Dieser war noch zu sehr in seinem Elend gefangen und mit den Gedanken daran beschäftigt, was ums Himmels Willen er seinen Vorgesetzten von der Stadtverwaltung nun berichten und wie Sutters überstürztes Großaufgebot begründen sollte, als dass er auf so etwas Nebensächliches in dem Moment überhaupt reagiert hätte.
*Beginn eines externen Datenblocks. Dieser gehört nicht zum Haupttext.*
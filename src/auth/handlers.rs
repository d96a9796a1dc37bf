use axum::{
    extract::{FromRef, Path, State},
    http::StatusCode,
    Json,
};
use time::{Duration, OffsetDateTime};
use tracing::{info, instrument, warn};

use crate::{
    auth::{
        dto::{
            AuthResponse, EmailRequest, LoginRequest, MessageResponse, MinimalUser,
            OtpSentResponse, PhoneOtpRequest, PublicUser, ResetPasswordRequest, SignupRequest,
            SignupResponse, VerifiedResponse, VerifyEmailOtpRequest, VerifyPhoneOtpRequest,
        },
        extractors::AuthUser,
        repo::NewUser,
        repo_types::{Role, User},
        services::{dialable_phone, hash_password, is_valid_email, verify_password},
        tokens::{generate_opaque_token, generate_otp, JwtKeys},
    },
    error::ApiError,
    notify::email as mail,
    state::AppState,
};

const OTP_DIGITS: u32 = 6;
const OTP_TTL: Duration = Duration::minutes(10);
const RESET_TOKEN_TTL: Duration = Duration::hours(1);
const OPAQUE_TOKEN_BYTES: usize = 32;

#[instrument(skip(state, payload))]
pub async fn signup(
    State(state): State<AppState>,
    Json(mut payload): Json<SignupRequest>,
) -> Result<(StatusCode, Json<SignupResponse>), ApiError> {
    payload.email = payload.email.trim().to_lowercase();

    if !is_valid_email(&payload.email) {
        warn!(email = %payload.email, "invalid email");
        return Err(ApiError::validation("Invalid email"));
    }

    if let Some(existing) = User::find_by_email(&state.db, &payload.email).await? {
        if !existing.is_verified() {
            warn!(email = %payload.email, "signup against unverified account");
            return Err(ApiError::UnverifiedExists {
                name: existing.name,
                email: existing.email,
                phone_number: existing.phone_number,
            });
        }
        warn!(email = %payload.email, "email already registered");
        return Err(ApiError::UserExists);
    }

    let password_hash = hash_password(&payload.password)?;
    let verification_token = generate_opaque_token(OPAQUE_TOKEN_BYTES);

    let role = payload.role.unwrap_or_default();
    // Restaurant details only make sense for the restaurant role
    let restaurant_details = match role {
        Role::Restaurant => payload.restaurant_details.as_ref(),
        _ => None,
    };

    let user = User::create(
        &state.db,
        NewUser {
            name: &payload.name,
            email: &payload.email,
            phone_number: payload.phone_number.as_deref(),
            password_hash: &password_hash,
            role,
            restaurant_details,
            verification_token: &verification_token,
        },
    )
    .await?;

    info!(user_id = %user.id, email = %user.email, role = ?user.role, "user registered");
    Ok((
        StatusCode::CREATED,
        Json(SignupResponse {
            message: "Registration successful! Please verify your account using OTP.".into(),
            email_sent: false,
        }),
    ))
}

#[instrument(skip(state, payload))]
pub async fn login(
    State(state): State<AppState>,
    Json(mut payload): Json<LoginRequest>,
) -> Result<Json<AuthResponse>, ApiError> {
    payload.email = payload.email.trim().to_lowercase();

    let user = User::find_by_email(&state.db, &payload.email)
        .await?
        .ok_or(ApiError::InvalidCredentials)?;

    if !verify_password(&payload.password, &user.password_hash)? {
        warn!(user_id = %user.id, "login invalid password");
        return Err(ApiError::InvalidCredentials);
    }

    // Password was correct; the account just has no verified channel yet
    if !user.is_verified() {
        warn!(user_id = %user.id, "login on unverified account");
        return Err(ApiError::NeedsVerification {
            email: user.email,
            phone_number: user.phone_number,
        });
    }

    let token = JwtKeys::from_ref(&state).sign(&user)?;
    info!(user_id = %user.id, "user logged in");
    Ok(Json(AuthResponse {
        token,
        user: PublicUser::from(&user),
    }))
}

#[instrument(skip(state, payload))]
pub async fn send_phone_otp(
    State(state): State<AppState>,
    Json(payload): Json<PhoneOtpRequest>,
) -> Result<Json<OtpSentResponse>, ApiError> {
    let user = User::find_by_phone(&state.db, &payload.phone_number)
        .await?
        .ok_or(ApiError::UserNotFound)?;

    let otp = generate_otp(OTP_DIGITS);
    let expires = OffsetDateTime::now_utc() + OTP_TTL;
    User::set_phone_otp(&state.db, user.id, &otp, expires).await?;

    // Persisted first: the OTP stays valid even if delivery fails
    state.notifier.queue_sms(
        &dialable_phone(&payload.phone_number),
        format!("Your FoodMandu AI verification code is: {otp}"),
    );

    info!(user_id = %user.id, "phone otp issued");
    Ok(Json(OtpSentResponse {
        message: "OTP sent successfully".into(),
        mock: state.notifier.sms_is_mock(),
    }))
}

#[instrument(skip(state, payload))]
pub async fn verify_phone_otp(
    State(state): State<AppState>,
    Json(payload): Json<VerifyPhoneOtpRequest>,
) -> Result<Json<VerifiedResponse>, ApiError> {
    let user = User::find_by_phone(&state.db, &payload.phone_number)
        .await?
        .ok_or(ApiError::UserNotFound)?;

    if user.phone_verified {
        return Ok(Json(VerifiedResponse {
            message: "Phone already verified".into(),
            verified: true,
            token: None,
            user: None,
        }));
    }

    match &user.phone_otp {
        Some(stored) if *stored == payload.otp => {}
        _ => return Err(ApiError::validation("Invalid OTP")),
    }
    if user.phone_otp_expired(OffsetDateTime::now_utc()) {
        return Err(ApiError::validation("OTP expired"));
    }

    // Conditional update: flips the flag and clears the OTP only while the
    // code still matches, so a concurrent consumer cannot double-spend it.
    let user = User::consume_phone_otp(&state.db, user.id, &payload.otp)
        .await?
        .ok_or_else(|| ApiError::validation("Invalid OTP"))?;

    let token = JwtKeys::from_ref(&state).sign(&user)?;
    info!(user_id = %user.id, "phone verified");
    Ok(Json(VerifiedResponse {
        message: "Phone verified successfully".into(),
        verified: true,
        token: Some(token),
        user: Some(MinimalUser::from(&user)),
    }))
}

#[instrument(skip(state, payload))]
pub async fn send_email_otp(
    State(state): State<AppState>,
    Json(payload): Json<EmailRequest>,
) -> Result<Json<OtpSentResponse>, ApiError> {
    let user = User::find_by_email(&state.db, &payload.email)
        .await?
        .ok_or(ApiError::UserNotFound)?;

    if user.email_verified {
        return Err(ApiError::validation("Email already verified"));
    }

    let otp = generate_otp(OTP_DIGITS);
    let expires = OffsetDateTime::now_utc() + OTP_TTL;
    User::set_email_otp(&state.db, user.id, &otp, expires).await?;

    let (subject, body) = mail::otp_email(&user.name, &otp);
    state.notifier.queue_email(&user.email, &subject, body);

    info!(user_id = %user.id, "email otp issued");
    Ok(Json(OtpSentResponse {
        message: "OTP sent to email".into(),
        mock: state.notifier.email_is_mock(),
    }))
}

#[instrument(skip(state, payload))]
pub async fn verify_email_otp(
    State(state): State<AppState>,
    Json(payload): Json<VerifyEmailOtpRequest>,
) -> Result<Json<VerifiedResponse>, ApiError> {
    let user = User::find_by_email(&state.db, &payload.email)
        .await?
        .ok_or(ApiError::UserNotFound)?;

    if user.email_verified {
        return Ok(Json(VerifiedResponse {
            message: "Email already verified".into(),
            verified: true,
            token: None,
            user: None,
        }));
    }

    match &user.email_otp {
        Some(stored) if *stored == payload.otp => {}
        _ => return Err(ApiError::validation("Invalid OTP")),
    }
    if user.email_otp_expired(OffsetDateTime::now_utc()) {
        return Err(ApiError::validation("OTP expired"));
    }

    let user = User::consume_email_otp(&state.db, user.id, &payload.otp)
        .await?
        .ok_or_else(|| ApiError::validation("Invalid OTP"))?;

    let token = JwtKeys::from_ref(&state).sign(&user)?;
    info!(user_id = %user.id, "email verified via otp");
    Ok(Json(VerifiedResponse {
        message: "Email verified successfully".into(),
        verified: true,
        token: Some(token),
        user: Some(MinimalUser::from(&user)),
    }))
}

#[instrument(skip(state))]
pub async fn verify_email_with_token(
    State(state): State<AppState>,
    Path(token): Path<String>,
) -> Result<Json<MessageResponse>, ApiError> {
    let user = User::consume_verification_token(&state.db, &token)
        .await?
        .ok_or_else(|| ApiError::validation("Invalid or expired verification token"))?;

    let (subject, body) = mail::welcome_email(&user.name);
    state.notifier.queue_email(&user.email, &subject, body);

    info!(user_id = %user.id, "email verified via link");
    Ok(Json(MessageResponse::new(
        "Email verified successfully! You can now log in.",
    )))
}

#[instrument(skip(state, payload))]
pub async fn resend_verification(
    State(state): State<AppState>,
    Json(payload): Json<EmailRequest>,
) -> Result<Json<MessageResponse>, ApiError> {
    let user = User::find_by_email(&state.db, &payload.email)
        .await?
        .ok_or(ApiError::UserNotFound)?;

    if user.email_verified {
        return Err(ApiError::validation("Email already verified"));
    }

    let token = generate_opaque_token(OPAQUE_TOKEN_BYTES);
    User::set_verification_token(&state.db, user.id, &token).await?;

    let (subject, body) = mail::verification_email(&state.config.frontend_url, &user.name, &token);
    state.notifier.queue_email(&user.email, &subject, body);

    info!(user_id = %user.id, "verification email re-issued");
    Ok(Json(MessageResponse::new(
        "Verification email sent! Please check your inbox.",
    )))
}

const FORGOT_PASSWORD_REPLY: &str =
    "If an account with that email exists, a password reset link has been sent.";

#[instrument(skip(state, payload))]
pub async fn forgot_password(
    State(state): State<AppState>,
    Json(payload): Json<EmailRequest>,
) -> Result<Json<MessageResponse>, ApiError> {
    // Identical reply either way, so the endpoint can't be used to probe
    // which emails have accounts.
    let Some(user) = User::find_by_email(&state.db, &payload.email).await? else {
        return Ok(Json(MessageResponse::new(FORGOT_PASSWORD_REPLY)));
    };

    let token = generate_opaque_token(OPAQUE_TOKEN_BYTES);
    let expires = OffsetDateTime::now_utc() + RESET_TOKEN_TTL;
    User::set_reset_token(&state.db, user.id, &token, expires).await?;

    // Awaited: the user is waiting on this one email, so a delivery failure
    // is a server error rather than a silent drop.
    let (subject, body) =
        mail::password_reset_email(&state.config.frontend_url, &user.name, &token);
    state.notifier.send_email(&user.email, &subject, body).await?;

    info!(user_id = %user.id, "password reset token issued");
    Ok(Json(MessageResponse::new(FORGOT_PASSWORD_REPLY)))
}

#[instrument(skip(state, payload))]
pub async fn reset_password(
    State(state): State<AppState>,
    Path(token): Path<String>,
    Json(payload): Json<ResetPasswordRequest>,
) -> Result<Json<MessageResponse>, ApiError> {
    let password_hash = hash_password(&payload.password)?;

    // Single conditional update: matches the token, checks the expiry and
    // clears both in one statement, making the token single-use.
    let user = User::consume_reset_token(&state.db, &token, &password_hash)
        .await?
        .ok_or_else(|| ApiError::validation("Invalid or expired reset token"))?;

    let (subject, body) = mail::password_reset_confirmation(&user.name);
    state.notifier.queue_email(&user.email, &subject, body);

    info!(user_id = %user.id, "password reset");
    Ok(Json(MessageResponse::new(
        "Password reset successful! You can now log in with your new password.",
    )))
}

#[instrument(skip(state))]
pub async fn me(
    State(state): State<AppState>,
    AuthUser(claims): AuthUser,
) -> Result<Json<PublicUser>, ApiError> {
    let user = User::find_by_id(&state.db, claims.sub)
        .await?
        .ok_or(ApiError::UserNotFound)?;
    Ok(Json(PublicUser::from(&user)))
}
Custer blieb stehen und drehte sich nach ihnen um. Er grinste vergnügt, als er sich umbesann und in die Türfüllung des Büros trat. „Langsam fange ich an, mir Gedanken zu machen, weil Ihr mich ständig vermisst!“

Sie warfen ihm beleidigte und genervte Blicke zu, die er links liegen ließ und ungefragt kommentierte: „War nur für kleine Jungs. Was habe ich diesmal verpasst?“

„Ich würde mal was gegen die schwache Blase unternehmen! Jedesmal, wenn’s spannend wird, sind Sie nicht da!“, beschwerte Sutter sich.
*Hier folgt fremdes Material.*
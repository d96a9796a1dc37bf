use axum::{
    async_trait,
    extract::{FromRef, FromRequestParts},
    http::request::Parts,
};
use jsonwebtoken::errors::ErrorKind;
use tracing::warn;

use crate::auth::tokens::{Claims, JwtKeys};
use crate::error::ApiError;

/// Extracts and validates the bearer session token, yielding its claims.
#[derive(Debug)]
pub struct AuthUser(pub Claims);

#[async_trait]
impl<S> FromRequestParts<S> for AuthUser
where
    S: Send + Sync,
    JwtKeys: FromRef<S>,
{
    type Rejection = ApiError;

    async fn from_request_parts(parts: &mut Parts, state: &S) -> Result<Self, Self::Rejection> {
        let keys = JwtKeys::from_ref(state);

        let auth_header = parts
            .headers
            .get(axum::http::header::AUTHORIZATION)
            .and_then(|v| v.to_str().ok())
            .ok_or_else(|| {
                ApiError::Unauthorized("No token, authorization denied".to_string())
            })?;

        let token = auth_header.strip_prefix("Bearer ").ok_or_else(|| {
            ApiError::Unauthorized("Invalid token format. Use Bearer <token>".to_string())
        })?;

        match keys.verify(token) {
            Ok(claims) => Ok(AuthUser(claims)),
            Err(e) if matches!(e.kind(), ErrorKind::ExpiredSignature) => {
                warn!("expired session token");
                Err(ApiError::TokenExpired)
            }
            Err(e) => {
                warn!(error = %e, "invalid session token");
                Err(ApiError::Unauthorized("Token is not valid".to_string()))
            }
        }
    }
}

#[cfg(test)]
mod tests {
    use super::*;
    use crate::auth::repo_types::Role;
    use axum::http::Request;
    use jsonwebtoken::{encode, DecodingKey, EncodingKey, Header};
    use std::time::Duration;
    use time::OffsetDateTime;
    use uuid::Uuid;

    #[derive(Clone)]
    struct TestState(JwtKeys);

    impl FromRef<TestState> for JwtKeys {
        fn from_ref(state: &TestState) -> Self {
            state.0.clone()
        }
    }

    fn keys() -> JwtKeys {
        JwtKeys {
            encoding: EncodingKey::from_secret(b"test-secret"),
            decoding: DecodingKey::from_secret(b"test-secret"),
            ttl: Duration::from_secs(3600),
        }
    }

    fn token_with_exp(offset_secs: i64) -> String {
        let now = OffsetDateTime::now_utc().unix_timestamp();
        let claims = Claims {
            sub: Uuid::new_v4(),
            role: Role::Customer,
            is_admin: false,
            iat: now as usize,
            exp: (now + offset_secs) as usize,
        };
        encode(&Header::default(), &claims, &keys().encoding).unwrap()
    }

    async fn extract(header: Option<String>) -> Result<AuthUser, ApiError> {
        let mut builder = Request::builder().uri("/me");
        if let Some(h) = header {
            builder = builder.header(axum::http::header::AUTHORIZATION, h);
        }
        let (mut parts, _) = builder.body(()).unwrap().into_parts();
        AuthUser::from_request_parts(&mut parts, &TestState(keys())).await
    }

    #[tokio::test]
    async fn missing_header_is_rejected() {
        let err = extract(None).await.unwrap_err();
        assert!(matches!(err, ApiError::Unauthorized(_)));
    }

    #[tokio::test]
    async fn non_bearer_scheme_is_rejected() {
        let err = extract(Some("Basic abc".into())).await.unwrap_err();
        assert!(matches!(err, ApiError::Unauthorized(_)));
    }

    #[tokio::test]
    async fn valid_token_yields_claims() {
        let token = token_with_exp(3600);
        let AuthUser(claims) = extract(Some(format!("Bearer {token}"))).await.unwrap();
        assert_eq!(claims.role, Role::Customer);
    }

    #[tokio::test]
    async fn expired_token_is_distinguished_from_garbage() {
        let token = token_with_exp(-3600);
        let err = extract(Some(format!("Bearer {token}"))).await.unwrap_err();
        assert!(matches!(err, ApiError::TokenExpired));

        let err = extract(Some("Bearer not-a-jwt".into())).await.unwrap_err();
        assert!(matches!(err, ApiError::Unauthorized(_)));
    }
}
Mit einem tiefen Seufzer deutete Moretti mit der Hand auf Gonzalos Bildschirm. „Unseren neuen Picasso!“

Arno Gonzalo schob sich mit dem rollenden Bürostuhl ein paar Zentimeter zur Seite, um ihn besser darauf blicken zu lassen und zeigte ihm das Phantombild.

Custer wurde zuerst blass, dann rot, weil er sich zuerst einen Moment zurückhielt und nur seine Nasenflügel und Bauchmuskeln zuckten, ehe er lauthals loslachte. „Aber... das bin ja ich!“, grölte er belustigt und schlug sich vor Vergnügen mit der flachen Hand auf den Schenkel.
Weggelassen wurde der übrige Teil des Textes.